- **WHAT NEEDS TO BE DONE**: Whatever appears in the entries must be given again exactly.

- **ENTRIES SUPPLIED**:
== Segment start ==

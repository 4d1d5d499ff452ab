//! Step 2: guest details and booking creation.

use desk_core::{
    BookingPatch, BookingStatus, BookingType, DateRange, DeskError, DeskResult, GuestPayload,
    Money, NewBooking, Occupancy, PaymentMethod, PhoneNumber, RoomSummary,
};
use serde::{Deserialize, Serialize};

/// Raw guest form as typed at the desk
#[derive(Debug, Clone, PartialEq, Serialize, Deserialize)]
pub struct GuestForm {
    pub first_name: String,
    pub last_name: String,
    #[serde(default)]
    pub email: String,
    pub phone: String,
    #[serde(default)]
    pub address: String,
    #[serde(default = "one")]
    pub adults: u32,
    #[serde(default)]
    pub children: u32,
    #[serde(default)]
    pub infants: u32,
    #[serde(default)]
    pub payment_method: Option<PaymentMethod>,
    #[serde(default)]
    pub notes: String,
}

fn one() -> u32 {
    1
}

impl Default for GuestForm {
    fn default() -> Self {
        Self {
            first_name: String::new(),
            last_name: String::new(),
            email: String::new(),
            phone: String::new(),
            address: String::new(),
            adults: 1,
            children: 0,
            infants: 0,
            payment_method: None,
            notes: String::new(),
        }
    }
}

impl From<&GuestPayload> for GuestForm {
    fn from(payload: &GuestPayload) -> Self {
        Self {
            first_name: payload.first_name.clone(),
            last_name: payload.last_name.clone(),
            email: payload.email.clone().unwrap_or_default(),
            phone: payload.phone.e164(),
            address: payload.address.clone(),
            adults: payload.occupancy.adults,
            children: payload.occupancy.children,
            infants: payload.occupancy.infants,
            payment_method: Some(payload.payment_method),
            notes: payload.notes.clone().unwrap_or_default(),
        }
    }
}

impl GuestForm {
    /// Validate and normalize into a payload
    pub fn validate(&self) -> DeskResult<GuestPayload> {
        let first_name = required("first_name", &self.first_name)?;
        let last_name = required("last_name", &self.last_name)?;

        let email = optional(&self.email);
        if let Some(email) = &email {
            if !looks_like_email(email) {
                return Err(DeskError::validation(
                    "email",
                    format!("'{}' is not an email address", email),
                ));
            }
        }

        let phone = PhoneNumber::parse(&self.phone)?;

        if self.adults < 1 {
            return Err(DeskError::validation("adults", "at least one adult is required"));
        }

        let payment_method = self
            .payment_method
            .ok_or_else(|| DeskError::validation("payment_method", "choose Cash or Mobile"))?;

        Ok(GuestPayload {
            first_name,
            last_name,
            email,
            phone,
            address: self.address.trim().to_string(),
            occupancy: Occupancy {
                adults: self.adults,
                children: self.children,
                infants: self.infants,
            },
            payment_method,
            notes: optional(&self.notes),
        })
    }
}

fn required(field: &str, value: &str) -> DeskResult<String> {
    let value = value.trim();
    if value.is_empty() {
        return Err(DeskError::validation(field, "is required"));
    }
    Ok(value.to_string())
}

fn optional(value: &str) -> Option<String> {
    let value = value.trim();
    (!value.is_empty()).then(|| value.to_string())
}

fn looks_like_email(value: &str) -> bool {
    match value.split_once('@') {
        Some((local, domain)) => {
            !local.is_empty()
                && !domain.starts_with('.')
                && !domain.ends_with('.')
                && domain.contains('.')
                && !value.contains(char::is_whitespace)
        }
        None => false,
    }
}

/// Amount required for the stay: nightly rate times nights, never zero nights
pub fn required_amount(room: &RoomSummary, range: &DateRange) -> DeskResult<Money> {
    room.nightly_rate.times(range.nights())
}

/// Creation request for a walk-in booking, with a fresh idempotency key
pub fn new_booking(
    hotel_id: u64,
    room: &RoomSummary,
    range: DateRange,
    guest: GuestPayload,
) -> DeskResult<NewBooking> {
    Ok(NewBooking {
        hotel_id,
        room_id: room.id,
        stay: range,
        amount_required: required_amount(room, &range)?,
        guest,
        booking_type: BookingType::Physical,
        booking_status: BookingStatus::Processing,
        idempotency_key: uuid::Uuid::new_v4().to_string(),
    })
}

/// Patch rewriting an existing booking after the guest resubmits step 2
pub fn rewrite_patch(
    room: &RoomSummary,
    range: DateRange,
    guest: GuestPayload,
) -> DeskResult<BookingPatch> {
    Ok(BookingPatch {
        amount_required: Some(required_amount(room, &range)?),
        room_id: Some(room.id),
        stay: Some(range),
        guest: Some(guest),
        ..BookingPatch::default()
    })
}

== Segment end ==

- **TASK SOLUTION**:
repository 4d1d5d499ff452ab
//! Step 2: guest details and booking creation.

use desk_core::{
    BookingPatch, BookingStatus, BookingType, DateRange, DeskError, DeskResult, GuestPayload,
    Money, NewBooking, Occupancy, PaymentMethod, PhoneNumber, RoomSummary,
};
use serde::{Deserialize, Serialize};

/// Raw guest form as typed at the desk
#[derive(Debug, Clone, PartialEq, Serialize, Deserialize)]
pub struct GuestForm {
    pub first_name: String,
    pub last_name: String,
    #[serde(default)]
    pub email: String,
    pub phone: String,
    #[serde(default)]
    pub address: String,
    #[serde(default = "one")]
    pub adults: u32,
    #[serde(default)]
    pub children: u32,
    #[serde(default)]
    pub infants: u32,
    #[serde(default)]
    pub payment_method: Option<PaymentMethod>,
    #[serde(default)]
    pub notes: String,
}

fn one() -> u32 {
    1
}

impl Default for GuestForm {
    fn default() -> Self {
        Self {
            first_name: String::new(),
            last_name: String::new(),
            email: String::new(),
            phone: String::new(),
            address: String::new(),
            adults: 1,
            children: 0,
            infants: 0,
            payment_method: None,
            notes: String::new(),
        }
    }
}

impl From<&GuestPayload> for GuestForm {
    fn from(payload: &GuestPayload) -> Self {
        Self {
            first_name: payload.first_name.clone(),
            last_name: payload.last_name.clone(),
            email: payload.email.clone().unwrap_or_default(),
            phone: payload.phone.e164(),
            address: payload.address.clone(),
            adults: payload.occupancy.adults,
            children: payload.occupancy.children,
            infants: payload.occupancy.infants,
            payment_method: Some(payload.payment_method),
            notes: payload.notes.clone().unwrap_or_default(),
        }
    }
}

impl GuestForm {
    /// Validate and normalize into a payload
    pub fn validate(&self) -> DeskResult<GuestPayload> {
        let first_name = required("first_name", &self.first_name)?;
        let last_name = required("last_name", &self.last_name)?;

        let email = optional(&self.email);
        if let Some(email) = &email {
            if !looks_like_email(email) {
                return Err(DeskError::validation(
                    "email",
                    format!("'{}' is not an email address", email),
                ));
            }
        }

        let phone = PhoneNumber::parse(&self.phone)?;

        if self.adults < 1 {
            return Err(DeskError::validation("adults", "at least one adult is required"));
        }

        let payment_method = self
            .payment_method
            .ok_or_else(|| DeskError::validation("payment_method", "choose Cash or Mobile"))?;

        Ok(GuestPayload {
            first_name,
            last_name,
            email,
            phone,
            address: self.address.trim().to_string(),
            occupancy: Occupancy {
                adults: self.adults,
                children: self.children,
                infants: self.infants,
            },
            payment_method,
            notes: optional(&self.notes),
        })
    }
}

fn required(field: &str, value: &str) -> DeskResult<String> {
    let value = value.trim();
    if value.is_empty() {
        return Err(DeskError::validation(field, "is required"));
    }
    Ok(value.to_string())
}

fn optional(value: &str) -> Option<String> {
    let value = value.trim();
    (!value.is_empty()).then(|| value.to_string())
}

fn looks_like_email(value: &str) -> bool {
    match value.split_once('@') {
        Some((local, domain)) => {
            !local.is_empty()
                && !domain.starts_with('.')
                && !domain.ends_with('.')
                && domain.contains('.')
                && !value.contains(char::is_whitespace)
        }
        None => false,
    }
}

/// Amount required for the stay: nightly rate times nights, never zero nights
pub fn required_amount(room: &RoomSummary, range: &DateRange) -> DeskResult<Money> {
    room.nightly_rate.times(range.nights())
}

/// Creation request for a walk-in booking, with a fresh idempotency key
pub fn new_booking(
    hotel_id: u64,
    room: &RoomSummary,
    range: DateRange,
    guest: GuestPayload,
) -> DeskResult<NewBooking> {
    Ok(NewBooking {
        hotel_id,
        room_id: room.id,
        stay: range,
        amount_required: required_amount(room, &range)?,
        guest,
        booking_type: BookingType::Physical,
        booking_status: BookingStatus::Processing,
        idempotency_key: uuid::Uuid::new_v4().to_string(),
    })
}

/// Patch rewriting an existing booking after the guest resubmits step 2
pub fn rewrite_patch(
    room: &RoomSummary,
    range: DateRange,
    guest: GuestPayload,
) -> DeskResult<BookingPatch> {
    Ok(BookingPatch {
        amount_required: Some(required_amount(room, &range)?),
        room_id: Some(room.id),
        stay: Some(range),
        guest: Some(guest),
        ..BookingPatch::default()
    })
}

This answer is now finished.